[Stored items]
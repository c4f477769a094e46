//! Cache statistics

use serde::{Deserialize, Serialize};
use std::fmt;

/// Counters describing cache behaviour since start-up
#[derive(Debug, Clone, Serialize, Deserialize, Default, PartialEq)]
pub struct CacheStats {
    /// Calls answered from a fresh entry
    pub hits: u64,

    /// Calls that needed a fetch (started one or joined one)
    pub misses: u64,

    /// Misses that joined a fetch already in flight
    pub coalesced: u64,

    /// Fetches started against the gateway
    pub fetches: u64,

    /// Fetches that ended in an error
    pub fetch_failures: u64,

    /// Entries evicted because `max_entries` was reached
    pub evictions_lru: u64,

    /// Entries dropped by `purge_expired`
    pub purges: u64,

    /// Entries removed by explicit invalidation
    pub invalidations: u64,

    /// In-flight fetches whose result was discarded by invalidation
    pub detached_fetches: u64,

    /// Number of entries currently in cache
    pub entries: usize,

    /// Approximate size of cached rows in bytes
    pub size_bytes: usize,
}

impl CacheStats {
    /// Calculate cache hit rate as a percentage
    pub fn hit_rate(&self) -> f64 {
        let total = self.hits + self.misses;
        if total == 0 {
            0.0
        } else {
            (self.hits as f64 / total as f64) * 100.0
        }
    }

    /// Calculate miss rate as a percentage
    pub fn miss_rate(&self) -> f64 {
        100.0 - self.hit_rate()
    }

    /// Gateway calls saved by coalescing and hits
    pub fn fetches_saved(&self) -> u64 {
        self.hits + self.coalesced
    }
}

impl fmt::Display for CacheStats {
    fn fmt(&self, f: &mut fmt::Formatter<'_>) -> fmt::Result {
        write!(
            f,
            "CacheStats {{ hits: {}, misses: {}, coalesced: {}, hit_rate: {:.2}%, fetches: {}, failures: {}, detached: {}, entries: {}, size: {} bytes }}",
            self.hits,
            self.misses,
            self.coalesced,
            self.hit_rate(),
            self.fetches,
            self.fetch_failures,
            self.detached_fetches,
            self.entries,
            self.size_bytes
        )
    }
}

= Task statement =
Find all lines holding the word "Deserialize" in the records above and copy them.

= The answer =
use serde::{Deserialize, Serialize};
#[derive(Debug, Clone, Serialize, Deserialize, Default, PartialEq)]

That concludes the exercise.